Activity>
The entries below contain a line with "this type's handlers." and a line with "assert_eq!(decl.len(), 2);". Quote exactly those two lines and all lines between them.

Data under study>
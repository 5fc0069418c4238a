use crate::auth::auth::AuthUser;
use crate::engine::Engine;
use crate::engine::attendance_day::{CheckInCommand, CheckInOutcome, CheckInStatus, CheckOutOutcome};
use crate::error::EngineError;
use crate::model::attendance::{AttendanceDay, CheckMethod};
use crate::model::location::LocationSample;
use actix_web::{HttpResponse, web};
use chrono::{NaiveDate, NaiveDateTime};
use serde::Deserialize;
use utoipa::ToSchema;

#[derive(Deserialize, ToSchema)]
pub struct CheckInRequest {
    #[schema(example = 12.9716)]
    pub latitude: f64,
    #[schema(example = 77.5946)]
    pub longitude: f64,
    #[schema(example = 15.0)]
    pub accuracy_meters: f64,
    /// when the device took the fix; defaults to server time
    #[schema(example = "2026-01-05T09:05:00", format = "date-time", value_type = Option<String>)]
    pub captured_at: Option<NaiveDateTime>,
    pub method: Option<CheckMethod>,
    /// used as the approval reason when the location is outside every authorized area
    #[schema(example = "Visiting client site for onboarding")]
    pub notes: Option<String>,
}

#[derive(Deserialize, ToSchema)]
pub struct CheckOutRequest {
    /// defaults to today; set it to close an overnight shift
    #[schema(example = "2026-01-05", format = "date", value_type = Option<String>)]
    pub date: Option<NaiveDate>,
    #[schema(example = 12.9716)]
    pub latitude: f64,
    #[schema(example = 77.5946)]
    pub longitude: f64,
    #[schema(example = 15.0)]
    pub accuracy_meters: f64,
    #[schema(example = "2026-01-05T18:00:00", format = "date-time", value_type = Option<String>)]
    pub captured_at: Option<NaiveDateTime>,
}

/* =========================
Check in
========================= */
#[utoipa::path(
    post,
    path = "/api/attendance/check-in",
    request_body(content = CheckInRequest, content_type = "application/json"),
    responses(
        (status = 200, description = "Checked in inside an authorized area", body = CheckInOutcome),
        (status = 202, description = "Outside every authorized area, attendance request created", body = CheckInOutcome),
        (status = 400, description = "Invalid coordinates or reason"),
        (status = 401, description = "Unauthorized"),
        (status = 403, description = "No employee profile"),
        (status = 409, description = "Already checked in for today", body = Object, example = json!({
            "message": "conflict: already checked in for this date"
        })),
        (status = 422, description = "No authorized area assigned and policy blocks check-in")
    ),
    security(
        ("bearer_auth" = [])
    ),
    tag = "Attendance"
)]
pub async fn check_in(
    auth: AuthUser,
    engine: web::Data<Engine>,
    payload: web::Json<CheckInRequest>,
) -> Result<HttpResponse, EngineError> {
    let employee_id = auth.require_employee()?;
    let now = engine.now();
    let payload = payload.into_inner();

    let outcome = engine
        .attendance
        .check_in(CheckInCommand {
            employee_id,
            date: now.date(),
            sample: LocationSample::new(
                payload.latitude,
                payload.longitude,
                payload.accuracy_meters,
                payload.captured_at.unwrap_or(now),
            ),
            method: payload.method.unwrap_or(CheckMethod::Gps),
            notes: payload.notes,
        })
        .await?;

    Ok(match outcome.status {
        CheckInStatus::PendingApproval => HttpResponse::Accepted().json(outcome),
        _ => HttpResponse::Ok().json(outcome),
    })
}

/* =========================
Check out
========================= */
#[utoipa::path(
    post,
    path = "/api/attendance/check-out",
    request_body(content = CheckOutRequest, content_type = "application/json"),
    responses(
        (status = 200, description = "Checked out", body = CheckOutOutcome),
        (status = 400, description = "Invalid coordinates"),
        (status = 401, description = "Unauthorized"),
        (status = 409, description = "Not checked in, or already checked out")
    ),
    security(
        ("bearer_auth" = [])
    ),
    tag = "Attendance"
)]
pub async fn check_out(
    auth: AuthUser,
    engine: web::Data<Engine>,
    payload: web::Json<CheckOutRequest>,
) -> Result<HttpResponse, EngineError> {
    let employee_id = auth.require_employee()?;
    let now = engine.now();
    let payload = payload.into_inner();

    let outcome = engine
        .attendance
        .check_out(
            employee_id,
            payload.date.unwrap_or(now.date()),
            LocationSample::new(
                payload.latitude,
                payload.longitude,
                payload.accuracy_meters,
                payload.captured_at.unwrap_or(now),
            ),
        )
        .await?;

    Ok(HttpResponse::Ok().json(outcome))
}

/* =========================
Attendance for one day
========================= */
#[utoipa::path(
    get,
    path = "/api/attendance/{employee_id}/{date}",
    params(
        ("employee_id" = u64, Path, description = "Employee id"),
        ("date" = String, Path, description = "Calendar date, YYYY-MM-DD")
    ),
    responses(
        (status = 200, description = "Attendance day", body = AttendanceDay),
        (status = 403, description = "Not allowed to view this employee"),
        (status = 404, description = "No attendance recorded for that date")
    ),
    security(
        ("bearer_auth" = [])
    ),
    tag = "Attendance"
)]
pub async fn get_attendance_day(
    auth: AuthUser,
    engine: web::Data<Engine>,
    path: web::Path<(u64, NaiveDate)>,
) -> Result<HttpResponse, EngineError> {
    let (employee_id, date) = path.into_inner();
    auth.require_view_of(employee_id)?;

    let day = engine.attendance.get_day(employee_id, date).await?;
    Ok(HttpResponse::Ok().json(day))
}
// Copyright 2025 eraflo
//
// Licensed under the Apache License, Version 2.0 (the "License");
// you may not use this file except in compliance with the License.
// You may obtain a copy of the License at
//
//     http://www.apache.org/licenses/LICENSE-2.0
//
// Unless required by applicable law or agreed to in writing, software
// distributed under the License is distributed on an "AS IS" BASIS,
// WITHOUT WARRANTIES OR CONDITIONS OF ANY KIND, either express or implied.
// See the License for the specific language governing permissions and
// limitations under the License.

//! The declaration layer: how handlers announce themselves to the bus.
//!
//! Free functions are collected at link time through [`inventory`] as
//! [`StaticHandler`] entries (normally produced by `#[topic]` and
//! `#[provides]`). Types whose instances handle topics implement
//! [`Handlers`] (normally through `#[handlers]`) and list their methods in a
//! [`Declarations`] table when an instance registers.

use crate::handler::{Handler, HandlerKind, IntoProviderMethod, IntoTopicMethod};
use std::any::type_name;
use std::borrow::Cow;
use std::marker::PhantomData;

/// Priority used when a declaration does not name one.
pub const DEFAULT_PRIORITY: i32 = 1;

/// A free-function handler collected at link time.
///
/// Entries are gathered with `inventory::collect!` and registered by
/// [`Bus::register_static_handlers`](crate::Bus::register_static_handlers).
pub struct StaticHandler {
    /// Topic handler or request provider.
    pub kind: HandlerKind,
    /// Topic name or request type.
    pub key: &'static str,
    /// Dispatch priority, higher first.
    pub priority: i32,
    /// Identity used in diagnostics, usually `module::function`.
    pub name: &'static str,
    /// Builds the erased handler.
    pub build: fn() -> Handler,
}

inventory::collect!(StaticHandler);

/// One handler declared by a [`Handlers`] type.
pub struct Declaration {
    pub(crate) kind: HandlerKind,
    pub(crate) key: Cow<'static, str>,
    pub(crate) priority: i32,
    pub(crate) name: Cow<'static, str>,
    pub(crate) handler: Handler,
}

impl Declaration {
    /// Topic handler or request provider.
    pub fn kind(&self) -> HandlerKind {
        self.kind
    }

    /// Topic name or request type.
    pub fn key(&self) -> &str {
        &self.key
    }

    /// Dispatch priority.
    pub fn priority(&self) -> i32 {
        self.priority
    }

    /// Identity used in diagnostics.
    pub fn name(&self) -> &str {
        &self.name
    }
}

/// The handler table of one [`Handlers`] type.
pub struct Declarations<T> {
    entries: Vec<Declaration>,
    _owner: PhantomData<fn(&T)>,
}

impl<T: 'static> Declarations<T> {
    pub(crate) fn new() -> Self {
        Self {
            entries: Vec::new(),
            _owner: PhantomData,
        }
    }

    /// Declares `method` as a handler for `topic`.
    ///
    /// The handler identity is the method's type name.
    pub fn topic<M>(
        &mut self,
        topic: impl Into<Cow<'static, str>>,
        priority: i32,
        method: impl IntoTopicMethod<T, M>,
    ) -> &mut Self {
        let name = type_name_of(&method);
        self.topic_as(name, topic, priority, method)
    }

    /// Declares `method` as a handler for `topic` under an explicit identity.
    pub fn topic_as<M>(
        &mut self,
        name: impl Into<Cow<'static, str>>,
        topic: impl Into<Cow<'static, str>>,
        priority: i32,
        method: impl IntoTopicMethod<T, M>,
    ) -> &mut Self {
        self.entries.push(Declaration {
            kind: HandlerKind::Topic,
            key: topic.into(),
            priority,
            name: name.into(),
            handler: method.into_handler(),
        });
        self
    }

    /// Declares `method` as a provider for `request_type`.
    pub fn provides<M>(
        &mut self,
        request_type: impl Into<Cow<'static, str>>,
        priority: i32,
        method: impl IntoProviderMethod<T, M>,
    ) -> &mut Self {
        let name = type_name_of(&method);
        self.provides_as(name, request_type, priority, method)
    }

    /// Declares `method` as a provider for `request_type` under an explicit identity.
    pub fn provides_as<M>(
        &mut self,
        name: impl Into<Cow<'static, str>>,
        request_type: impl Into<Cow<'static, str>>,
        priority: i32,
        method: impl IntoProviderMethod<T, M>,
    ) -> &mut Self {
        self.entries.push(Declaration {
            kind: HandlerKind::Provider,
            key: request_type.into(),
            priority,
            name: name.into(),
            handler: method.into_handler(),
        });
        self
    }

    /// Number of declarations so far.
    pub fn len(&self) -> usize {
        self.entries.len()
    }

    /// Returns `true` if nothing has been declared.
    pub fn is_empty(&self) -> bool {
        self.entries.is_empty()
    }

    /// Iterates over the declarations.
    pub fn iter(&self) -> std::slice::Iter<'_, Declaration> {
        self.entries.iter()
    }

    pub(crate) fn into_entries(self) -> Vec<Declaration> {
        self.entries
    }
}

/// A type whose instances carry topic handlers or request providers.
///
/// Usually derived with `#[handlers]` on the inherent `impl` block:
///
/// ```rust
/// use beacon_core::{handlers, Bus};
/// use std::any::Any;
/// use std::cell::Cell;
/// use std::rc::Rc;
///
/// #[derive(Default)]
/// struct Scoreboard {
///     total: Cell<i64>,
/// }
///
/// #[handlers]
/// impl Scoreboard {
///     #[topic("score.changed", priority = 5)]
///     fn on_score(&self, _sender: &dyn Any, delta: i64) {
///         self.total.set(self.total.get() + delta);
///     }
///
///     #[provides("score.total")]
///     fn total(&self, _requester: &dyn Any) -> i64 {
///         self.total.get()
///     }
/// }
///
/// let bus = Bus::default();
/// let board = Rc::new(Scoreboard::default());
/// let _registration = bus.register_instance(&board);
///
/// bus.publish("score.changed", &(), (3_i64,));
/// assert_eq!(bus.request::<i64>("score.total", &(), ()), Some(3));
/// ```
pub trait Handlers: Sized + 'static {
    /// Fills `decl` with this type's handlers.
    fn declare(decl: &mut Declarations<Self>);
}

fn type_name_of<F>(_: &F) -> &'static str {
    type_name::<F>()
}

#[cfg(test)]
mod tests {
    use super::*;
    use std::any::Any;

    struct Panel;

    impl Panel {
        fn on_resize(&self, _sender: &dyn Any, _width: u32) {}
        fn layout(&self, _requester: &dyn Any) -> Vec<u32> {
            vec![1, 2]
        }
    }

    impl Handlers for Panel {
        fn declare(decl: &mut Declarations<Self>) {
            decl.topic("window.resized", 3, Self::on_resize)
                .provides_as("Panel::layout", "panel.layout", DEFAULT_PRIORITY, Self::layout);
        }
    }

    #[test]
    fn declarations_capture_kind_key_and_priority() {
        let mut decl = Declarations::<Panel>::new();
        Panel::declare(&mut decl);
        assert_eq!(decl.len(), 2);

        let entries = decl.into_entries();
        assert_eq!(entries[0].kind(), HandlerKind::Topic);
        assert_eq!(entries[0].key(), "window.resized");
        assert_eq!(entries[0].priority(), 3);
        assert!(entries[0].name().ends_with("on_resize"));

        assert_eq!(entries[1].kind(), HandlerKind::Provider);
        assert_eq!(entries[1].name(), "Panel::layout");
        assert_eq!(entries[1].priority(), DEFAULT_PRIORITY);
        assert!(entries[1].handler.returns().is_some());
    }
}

Result below>
    /// Fills `decl` with this type's handlers.
    fn declare(decl: &mut Declarations<Self>);
}

fn type_name_of<F>(_: &F) -> &'static str {
    type_name::<F>()
}

#[cfg(test)]
mod tests {
    use super::*;
    use std::any::Any;

    struct Panel;

    impl Panel {
        fn on_resize(&self, _sender: &dyn Any, _width: u32) {}
        fn layout(&self, _requester: &dyn Any) -> Vec<u32> {
            vec![1, 2]
        }
    }

    impl Handlers for Panel {
        fn declare(decl: &mut Declarations<Self>) {
            decl.topic("window.resized", 3, Self::on_resize)
                .provides_as("Panel::layout", "panel.layout", DEFAULT_PRIORITY, Self::layout);
        }
    }

    #[test]
    fn declarations_capture_kind_key_and_priority() {
        let mut decl = Declarations::<Panel>::new();
        Panel::declare(&mut decl);
        assert_eq!(decl.len(), 2);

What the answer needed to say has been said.